Rose Levy Beranbaum rocked the baking world when her book The Cake Bible was published in 1988. In this book, she shared interesting new techniques for mixing and baking cakes, based on a very scientific approach. She had painstakingly researched cakes, breaking down the process like a series of scientific experiments. She came up with an idea that sounds simple on the surface: Mix the ingredients in a different order for better results - specifically, mix all of the dry ingredients together first, then add the butter into the flour so the fat coats the flour. Doesn't sound like anything revolutionary, but to generations of bakers who had always followed the old "cream the butter and sugar together first" rule, this was almost sacrilege. I remember my mother thinking it was downright crazy.

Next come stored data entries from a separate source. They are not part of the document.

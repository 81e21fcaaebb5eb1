pub mod json;
pub mod md;

use crate::error::PlanscopeError;
use crate::types::report::Report;

#[derive(Debug, Clone, Copy)]
pub enum OutputFormat {
    Json,
    Md,
}

pub fn render(report: &Report, format: OutputFormat) -> Result<String, PlanscopeError> {
    match format {
        OutputFormat::Json => json::to_json(report).map_err(PlanscopeError::Json),
        OutputFormat::Md => Ok(md::to_markdown(report)),
    }
}
pub mod cache;
pub mod clean;

use crate::error::{PlanscopeError, Result};
use crate::types::record::{RawRecord, Record, SubScore};
use serde::{Deserialize, Serialize};
use std::fs;
use std::path::Path;

const MISSING_MARKERS: [&str; 7] = ["nan", "NaN", "NA", "N/A", "null", "None", "NULL"];

/// Columns every award table must carry, as (header, accepted alias).
const REQUIRED_COLUMNS: [(&str, &str); 7] = [
    ("赛道分类", "track"),
    ("市场前景评分", "market_score"),
    ("技术创新评分", "tech_score"),
    ("团队实力评分", "team_score"),
    ("获奖等级", "award_tier"),
    ("项目名称", "project_name"),
    ("核心关键词", "keywords"),
];

#[derive(Debug, Deserialize)]
struct InputRow {
    #[serde(rename = "赛道分类", alias = "track")]
    track: Option<String>,
    #[serde(rename = "市场前景评分", alias = "market_score")]
    market_score: Option<String>,
    #[serde(rename = "技术创新评分", alias = "tech_score")]
    tech_score: Option<String>,
    #[serde(rename = "团队实力评分", alias = "team_score")]
    team_score: Option<String>,
    #[serde(rename = "获奖等级", alias = "award_tier")]
    award_tier: Option<String>,
    #[serde(rename = "项目名称", alias = "project_name")]
    project_name: Option<String>,
    #[serde(rename = "核心关键词", alias = "keywords")]
    keywords: Option<String>,
}

#[derive(Debug, Serialize)]
struct OutputRow<'a> {
    #[serde(rename = "赛道分类")]
    track: &'a str,
    #[serde(rename = "市场前景评分")]
    market_score: f64,
    #[serde(rename = "技术创新评分")]
    tech_score: f64,
    #[serde(rename = "团队实力评分")]
    team_score: f64,
    #[serde(rename = "获奖等级")]
    award_tier: &'a str,
    #[serde(rename = "项目名称")]
    project_name: &'a str,
    #[serde(rename = "核心关键词")]
    keywords: String,
    #[serde(rename = "总分")]
    composite: f64,
}

/// Reads the raw award table. Missing scores are kept as `None`.
pub fn load_raw(path: &Path) -> Result<Vec<RawRecord>> {
    let rows = read_rows(path)?;
    let mut records = Vec::with_capacity(rows.len());
    for (index, row) in rows.into_iter().enumerate() {
        // header is line 1
        let line = index + 2;
        records.push(RawRecord {
            track: row.track.unwrap_or_default(),
            market_score: parse_score(path, line, SubScore::Market, row.market_score)?,
            tech_score: parse_score(path, line, SubScore::Tech, row.tech_score)?,
            team_score: parse_score(path, line, SubScore::Team, row.team_score)?,
            award_tier: row.award_tier.unwrap_or_default().trim().to_string(),
            project_name: row.project_name.unwrap_or_default(),
            keywords: row.keywords.filter(|value| !is_missing(value)),
        });
    }
    tracing::info!(path = %path.display(), rows = records.len(), "loaded raw records");
    Ok(records)
}

/// Reads a cleaned table written by [`write_processed`].
///
/// Every score must be present; the stored composite column is ignored and
/// recomputed from the sub-scores.
pub fn load_processed(path: &Path, delimiter: char) -> Result<Vec<Record>> {
    let raw = load_raw(path)?;
    let mut records = Vec::with_capacity(raw.len());
    for (index, row) in raw.into_iter().enumerate() {
        let line = index + 2;
        let require = |which: SubScore| {
            row.score(which).ok_or_else(|| PlanscopeError::ReadFailure {
                path: path.display().to_string(),
                reason: format!(
                    "line {line}: column {} is empty in a cleaned table",
                    which.column()
                ),
            })
        };
        let market_score = require(SubScore::Market)?;
        let tech_score = require(SubScore::Tech)?;
        let team_score = require(SubScore::Team)?;
        records.push(Record {
            track: row.track,
            market_score,
            tech_score,
            team_score,
            award_tier: row.award_tier,
            project_name: row.project_name,
            keywords: clean::parse_keywords(row.keywords.as_deref(), delimiter),
        });
    }
    Ok(records)
}

pub fn write_processed(path: &Path, records: &[Record], delimiter: char) -> Result<()> {
    if let Some(parent) = path.parent().filter(|parent| !parent.as_os_str().is_empty()) {
        fs::create_dir_all(parent)?;
    }
    let mut writer = csv::Writer::from_path(path)?;
    let separator = delimiter.to_string();
    for record in records {
        writer.serialize(OutputRow {
            track: &record.track,
            market_score: record.market_score,
            tech_score: record.tech_score,
            team_score: record.team_score,
            award_tier: &record.award_tier,
            project_name: &record.project_name,
            keywords: record.keywords.join(&separator),
            composite: record.composite(),
        })?;
    }
    writer.flush()?;
    tracing::info!(path = %path.display(), rows = records.len(), "wrote cleaned table");
    Ok(())
}

fn read_rows(path: &Path) -> Result<Vec<InputRow>> {
    if !path.exists() {
        return Err(PlanscopeError::SourceNotFound(path.display().to_string()));
    }
    let read_failure = |reason: String| PlanscopeError::ReadFailure {
        path: path.display().to_string(),
        reason,
    };

    let bytes = fs::read(path).map_err(|e| read_failure(e.to_string()))?;
    let content = String::from_utf8(bytes).map_err(|e| read_failure(e.to_string()))?;
    let content = content.trim_start_matches('\u{feff}');

    // rows must match the header width; csv reports the offending line
    let mut reader = csv::ReaderBuilder::new()
        .trim(csv::Trim::Headers)
        .from_reader(content.as_bytes());
    let headers = reader
        .headers()
        .map_err(|e| read_failure(e.to_string()))?
        .clone();
    for (column, alias) in REQUIRED_COLUMNS {
        if !headers
            .iter()
            .any(|header| header == column || header == alias)
        {
            return Err(read_failure(format!("missing column {column}")));
        }
    }

    reader
        .deserialize::<InputRow>()
        .collect::<std::result::Result<Vec<_>, _>>()
        .map_err(|e| read_failure(e.to_string()))
}

fn is_missing(value: &str) -> bool {
    let trimmed = value.trim();
    trimmed.is_empty() || MISSING_MARKERS.contains(&trimmed)
}

fn parse_score(
    path: &Path,
    line: usize,
    which: SubScore,
    value: Option<String>,
) -> Result<Option<f64>> {
    let Some(value) = value.filter(|value| !is_missing(value)) else {
        return Ok(None);
    };
    match value.trim().parse::<f64>() {
        Ok(score) if score.is_nan() => Ok(None),
        Ok(score) if score.is_finite() => Ok(Some(score)),
        _ => Err(PlanscopeError::ReadFailure {
            path: path.display().to_string(),
            reason: format!(
                "line {line}: column {} has non-numeric value {value:?}",
                which.column()
            ),
        }),
    }
}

I'm sure if my grandmother had been still alive, she would have rolled her eyes skyward and muttered something about the new generation trying out all kinds of weird things!
After flipping through my much-loved copy of The Cake Bible (with many notes in the margins), I cannot find anywhere that Rose actually gives this method a name. I think that other bakers, needing a quick way to reference this technique, are the ones who called it the "reverse creaming" method. In her initial explanation, Rose describes it like this: "In the traditional method, the butter and sugar are creamed before adding the other ingredients. The method I have chosen for my butter cakes is faster, easier, and virtually eliminates any possibility of toughening the cake by overbeating. Creaming still takes place but in a different way: All the dry ingredients are first combined with the butter and a minimum amount of liquid, which coats the flour before adding the remaining liquid ingredients." (From The Cake Bible, Part 1, page 23)
I have tried this method on virtually every butter cake recipe I bake, and it really does work. I do not use it every time, but I use it more often than not. More and more, I am seeing new recipes come out using this method instead of the old-school creaming method, and when I develop my own butter cake recipes, I usually use this method as well. I imagine there will come a day when new bakers using modern recipes will only be familiar with this technique, and creaming the butter and sugar first will be something reserved for cookie making.
Have you tried this technique? What do you think of it?